(What the task asks):
Return each line in the records below that includes "TokioWorkerSpawner".

(Available data):

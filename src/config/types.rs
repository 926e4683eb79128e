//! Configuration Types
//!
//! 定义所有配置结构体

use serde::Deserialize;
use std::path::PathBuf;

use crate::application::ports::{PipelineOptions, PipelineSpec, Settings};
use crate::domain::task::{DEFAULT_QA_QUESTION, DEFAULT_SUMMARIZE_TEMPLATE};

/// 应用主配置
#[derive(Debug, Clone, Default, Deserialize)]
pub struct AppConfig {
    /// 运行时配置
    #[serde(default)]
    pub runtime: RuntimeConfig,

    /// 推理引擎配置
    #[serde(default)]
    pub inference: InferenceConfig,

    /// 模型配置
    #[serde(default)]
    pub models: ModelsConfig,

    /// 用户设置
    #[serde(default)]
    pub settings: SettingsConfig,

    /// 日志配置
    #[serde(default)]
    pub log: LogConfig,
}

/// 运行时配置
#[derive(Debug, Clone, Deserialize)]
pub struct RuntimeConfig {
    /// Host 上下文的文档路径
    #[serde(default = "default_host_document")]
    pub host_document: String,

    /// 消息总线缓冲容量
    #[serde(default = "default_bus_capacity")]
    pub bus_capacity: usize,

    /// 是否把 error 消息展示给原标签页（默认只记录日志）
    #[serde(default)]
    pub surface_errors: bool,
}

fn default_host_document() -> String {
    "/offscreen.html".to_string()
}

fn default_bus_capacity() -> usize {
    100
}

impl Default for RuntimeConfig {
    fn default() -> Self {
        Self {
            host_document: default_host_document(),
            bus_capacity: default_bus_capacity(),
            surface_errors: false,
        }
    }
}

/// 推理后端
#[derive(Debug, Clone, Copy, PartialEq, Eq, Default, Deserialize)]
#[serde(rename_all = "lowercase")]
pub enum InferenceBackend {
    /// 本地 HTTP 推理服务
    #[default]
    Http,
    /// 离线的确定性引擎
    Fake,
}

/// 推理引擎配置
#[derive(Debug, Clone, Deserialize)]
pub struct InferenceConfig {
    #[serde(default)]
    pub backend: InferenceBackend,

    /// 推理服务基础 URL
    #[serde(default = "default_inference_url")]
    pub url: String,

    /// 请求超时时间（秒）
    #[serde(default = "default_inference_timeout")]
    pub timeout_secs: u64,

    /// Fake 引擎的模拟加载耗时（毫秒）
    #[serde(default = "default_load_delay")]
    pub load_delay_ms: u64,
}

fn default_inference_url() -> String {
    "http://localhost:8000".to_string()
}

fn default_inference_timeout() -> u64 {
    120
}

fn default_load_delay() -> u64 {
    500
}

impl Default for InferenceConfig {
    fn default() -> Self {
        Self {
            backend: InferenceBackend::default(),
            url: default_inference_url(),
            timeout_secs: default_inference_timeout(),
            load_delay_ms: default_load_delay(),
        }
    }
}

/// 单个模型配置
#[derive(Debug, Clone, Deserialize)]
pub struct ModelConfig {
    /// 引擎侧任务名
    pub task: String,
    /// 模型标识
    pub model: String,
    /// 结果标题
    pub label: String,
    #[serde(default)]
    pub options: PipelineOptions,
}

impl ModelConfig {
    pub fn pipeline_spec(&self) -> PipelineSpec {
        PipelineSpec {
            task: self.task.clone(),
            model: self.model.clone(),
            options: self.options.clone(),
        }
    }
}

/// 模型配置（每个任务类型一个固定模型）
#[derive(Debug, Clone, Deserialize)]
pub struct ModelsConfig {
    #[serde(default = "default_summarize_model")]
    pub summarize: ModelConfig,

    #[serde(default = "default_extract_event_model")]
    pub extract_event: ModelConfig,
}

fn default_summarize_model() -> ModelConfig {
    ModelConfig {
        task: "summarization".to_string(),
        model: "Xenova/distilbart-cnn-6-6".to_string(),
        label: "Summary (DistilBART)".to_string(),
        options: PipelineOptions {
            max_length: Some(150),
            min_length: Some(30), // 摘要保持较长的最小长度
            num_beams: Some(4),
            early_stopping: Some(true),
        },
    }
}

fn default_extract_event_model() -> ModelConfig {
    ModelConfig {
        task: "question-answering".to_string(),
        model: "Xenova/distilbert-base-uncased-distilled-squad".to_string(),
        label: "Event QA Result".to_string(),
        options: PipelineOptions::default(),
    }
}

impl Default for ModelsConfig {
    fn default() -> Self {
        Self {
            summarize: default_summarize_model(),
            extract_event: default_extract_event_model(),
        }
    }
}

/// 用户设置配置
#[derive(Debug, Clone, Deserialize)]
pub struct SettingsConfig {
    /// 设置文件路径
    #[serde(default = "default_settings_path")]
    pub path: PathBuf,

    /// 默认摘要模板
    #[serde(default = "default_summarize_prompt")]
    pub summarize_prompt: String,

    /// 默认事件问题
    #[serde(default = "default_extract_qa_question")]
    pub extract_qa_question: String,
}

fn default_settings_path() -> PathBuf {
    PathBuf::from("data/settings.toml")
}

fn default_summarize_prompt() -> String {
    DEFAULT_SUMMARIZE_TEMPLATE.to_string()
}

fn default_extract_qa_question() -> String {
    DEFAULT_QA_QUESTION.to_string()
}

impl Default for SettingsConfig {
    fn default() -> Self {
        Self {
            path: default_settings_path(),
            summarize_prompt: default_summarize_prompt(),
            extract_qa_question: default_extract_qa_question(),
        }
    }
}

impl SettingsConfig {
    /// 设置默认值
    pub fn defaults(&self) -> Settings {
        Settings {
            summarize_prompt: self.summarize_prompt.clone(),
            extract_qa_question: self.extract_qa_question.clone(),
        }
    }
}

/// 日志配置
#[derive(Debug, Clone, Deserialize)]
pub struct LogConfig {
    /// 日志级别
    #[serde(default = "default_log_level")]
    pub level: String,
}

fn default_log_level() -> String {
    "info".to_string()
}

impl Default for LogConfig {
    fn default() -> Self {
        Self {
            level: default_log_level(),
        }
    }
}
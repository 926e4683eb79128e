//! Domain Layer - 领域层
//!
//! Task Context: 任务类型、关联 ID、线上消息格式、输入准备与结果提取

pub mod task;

==

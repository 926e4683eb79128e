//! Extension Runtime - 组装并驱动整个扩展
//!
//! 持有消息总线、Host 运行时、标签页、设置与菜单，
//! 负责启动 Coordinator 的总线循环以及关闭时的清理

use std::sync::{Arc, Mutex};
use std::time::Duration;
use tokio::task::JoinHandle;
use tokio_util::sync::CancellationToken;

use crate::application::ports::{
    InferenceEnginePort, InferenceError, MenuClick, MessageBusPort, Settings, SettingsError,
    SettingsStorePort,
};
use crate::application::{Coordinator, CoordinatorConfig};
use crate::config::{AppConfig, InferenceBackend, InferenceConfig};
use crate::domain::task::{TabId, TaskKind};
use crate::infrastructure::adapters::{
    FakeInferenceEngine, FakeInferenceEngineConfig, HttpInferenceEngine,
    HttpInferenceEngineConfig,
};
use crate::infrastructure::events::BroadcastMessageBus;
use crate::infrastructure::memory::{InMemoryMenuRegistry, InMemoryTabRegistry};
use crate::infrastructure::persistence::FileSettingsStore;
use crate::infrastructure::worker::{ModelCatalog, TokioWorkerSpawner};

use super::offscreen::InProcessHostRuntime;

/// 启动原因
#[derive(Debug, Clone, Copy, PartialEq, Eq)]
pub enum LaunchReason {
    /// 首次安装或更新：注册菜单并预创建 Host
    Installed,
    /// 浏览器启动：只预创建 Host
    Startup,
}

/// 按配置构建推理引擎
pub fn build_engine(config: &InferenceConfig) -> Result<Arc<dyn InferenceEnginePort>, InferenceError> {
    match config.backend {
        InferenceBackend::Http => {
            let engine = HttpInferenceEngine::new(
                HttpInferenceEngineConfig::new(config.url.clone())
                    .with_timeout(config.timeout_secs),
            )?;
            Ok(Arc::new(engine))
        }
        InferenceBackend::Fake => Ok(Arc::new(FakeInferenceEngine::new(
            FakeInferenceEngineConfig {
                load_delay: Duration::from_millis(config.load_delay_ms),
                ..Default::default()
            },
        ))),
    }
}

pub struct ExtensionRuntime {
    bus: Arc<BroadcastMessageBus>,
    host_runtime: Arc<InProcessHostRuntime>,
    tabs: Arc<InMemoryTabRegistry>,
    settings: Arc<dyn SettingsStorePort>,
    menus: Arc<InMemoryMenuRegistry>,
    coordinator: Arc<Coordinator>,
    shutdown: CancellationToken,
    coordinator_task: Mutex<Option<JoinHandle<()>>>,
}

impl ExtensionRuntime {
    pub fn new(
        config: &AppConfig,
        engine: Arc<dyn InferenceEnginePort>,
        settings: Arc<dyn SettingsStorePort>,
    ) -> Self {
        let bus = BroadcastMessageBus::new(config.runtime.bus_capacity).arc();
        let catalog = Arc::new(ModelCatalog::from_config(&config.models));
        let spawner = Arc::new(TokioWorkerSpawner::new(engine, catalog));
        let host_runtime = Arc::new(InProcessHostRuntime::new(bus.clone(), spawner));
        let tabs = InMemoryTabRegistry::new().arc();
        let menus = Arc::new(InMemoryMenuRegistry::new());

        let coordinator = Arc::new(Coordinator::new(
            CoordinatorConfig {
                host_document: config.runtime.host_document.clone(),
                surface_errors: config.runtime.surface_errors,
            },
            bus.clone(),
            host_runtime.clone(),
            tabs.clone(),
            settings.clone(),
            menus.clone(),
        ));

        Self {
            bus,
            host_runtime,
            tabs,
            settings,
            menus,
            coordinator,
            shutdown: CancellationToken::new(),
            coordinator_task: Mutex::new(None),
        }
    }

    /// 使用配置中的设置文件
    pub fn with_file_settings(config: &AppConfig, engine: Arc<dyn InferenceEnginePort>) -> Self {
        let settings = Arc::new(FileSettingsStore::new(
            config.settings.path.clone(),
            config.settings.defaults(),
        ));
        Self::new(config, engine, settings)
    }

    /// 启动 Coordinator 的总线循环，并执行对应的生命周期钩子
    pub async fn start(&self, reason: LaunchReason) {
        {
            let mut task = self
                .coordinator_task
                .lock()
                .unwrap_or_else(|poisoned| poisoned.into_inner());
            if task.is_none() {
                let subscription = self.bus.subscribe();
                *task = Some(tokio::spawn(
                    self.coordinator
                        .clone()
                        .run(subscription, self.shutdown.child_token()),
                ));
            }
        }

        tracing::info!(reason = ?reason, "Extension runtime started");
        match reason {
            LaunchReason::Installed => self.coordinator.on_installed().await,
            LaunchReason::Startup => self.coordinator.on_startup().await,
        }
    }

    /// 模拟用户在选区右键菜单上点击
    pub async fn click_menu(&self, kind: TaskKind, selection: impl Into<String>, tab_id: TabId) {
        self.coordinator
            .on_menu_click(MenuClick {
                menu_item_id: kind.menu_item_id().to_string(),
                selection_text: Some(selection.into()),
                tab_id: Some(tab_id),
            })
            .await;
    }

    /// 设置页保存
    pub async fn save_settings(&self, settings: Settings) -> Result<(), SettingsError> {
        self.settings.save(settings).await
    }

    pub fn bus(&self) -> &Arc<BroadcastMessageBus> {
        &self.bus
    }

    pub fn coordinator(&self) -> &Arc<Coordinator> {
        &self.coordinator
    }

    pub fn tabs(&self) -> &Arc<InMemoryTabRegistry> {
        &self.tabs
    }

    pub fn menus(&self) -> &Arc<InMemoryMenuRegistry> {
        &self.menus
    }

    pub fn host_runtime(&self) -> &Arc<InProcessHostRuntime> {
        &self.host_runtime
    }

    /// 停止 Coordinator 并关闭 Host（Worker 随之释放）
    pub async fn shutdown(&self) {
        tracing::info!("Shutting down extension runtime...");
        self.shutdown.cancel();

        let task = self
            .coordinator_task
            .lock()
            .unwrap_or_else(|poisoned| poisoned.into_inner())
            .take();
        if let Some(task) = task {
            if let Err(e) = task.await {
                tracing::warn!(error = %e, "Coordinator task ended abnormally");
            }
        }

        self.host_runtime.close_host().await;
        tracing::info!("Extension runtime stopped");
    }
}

---

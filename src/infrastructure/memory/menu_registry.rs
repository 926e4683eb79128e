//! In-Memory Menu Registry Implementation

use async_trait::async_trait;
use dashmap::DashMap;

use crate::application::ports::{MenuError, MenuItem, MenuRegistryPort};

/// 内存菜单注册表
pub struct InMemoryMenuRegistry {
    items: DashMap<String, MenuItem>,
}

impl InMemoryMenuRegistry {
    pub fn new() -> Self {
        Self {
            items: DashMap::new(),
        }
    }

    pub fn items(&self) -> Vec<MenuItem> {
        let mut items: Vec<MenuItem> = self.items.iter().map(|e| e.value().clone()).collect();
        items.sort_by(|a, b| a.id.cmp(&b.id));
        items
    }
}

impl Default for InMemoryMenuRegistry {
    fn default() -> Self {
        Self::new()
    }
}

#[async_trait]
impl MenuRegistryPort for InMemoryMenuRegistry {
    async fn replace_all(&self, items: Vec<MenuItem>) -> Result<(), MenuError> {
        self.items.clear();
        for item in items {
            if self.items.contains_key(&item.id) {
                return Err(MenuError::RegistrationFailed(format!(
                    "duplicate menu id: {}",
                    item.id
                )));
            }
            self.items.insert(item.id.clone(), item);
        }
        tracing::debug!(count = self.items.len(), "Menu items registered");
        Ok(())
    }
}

(Result of the task):
use crate::infrastructure::worker::{ModelCatalog, TokioWorkerSpawner};
        let spawner = Arc::new(TokioWorkerSpawner::new(engine, catalog));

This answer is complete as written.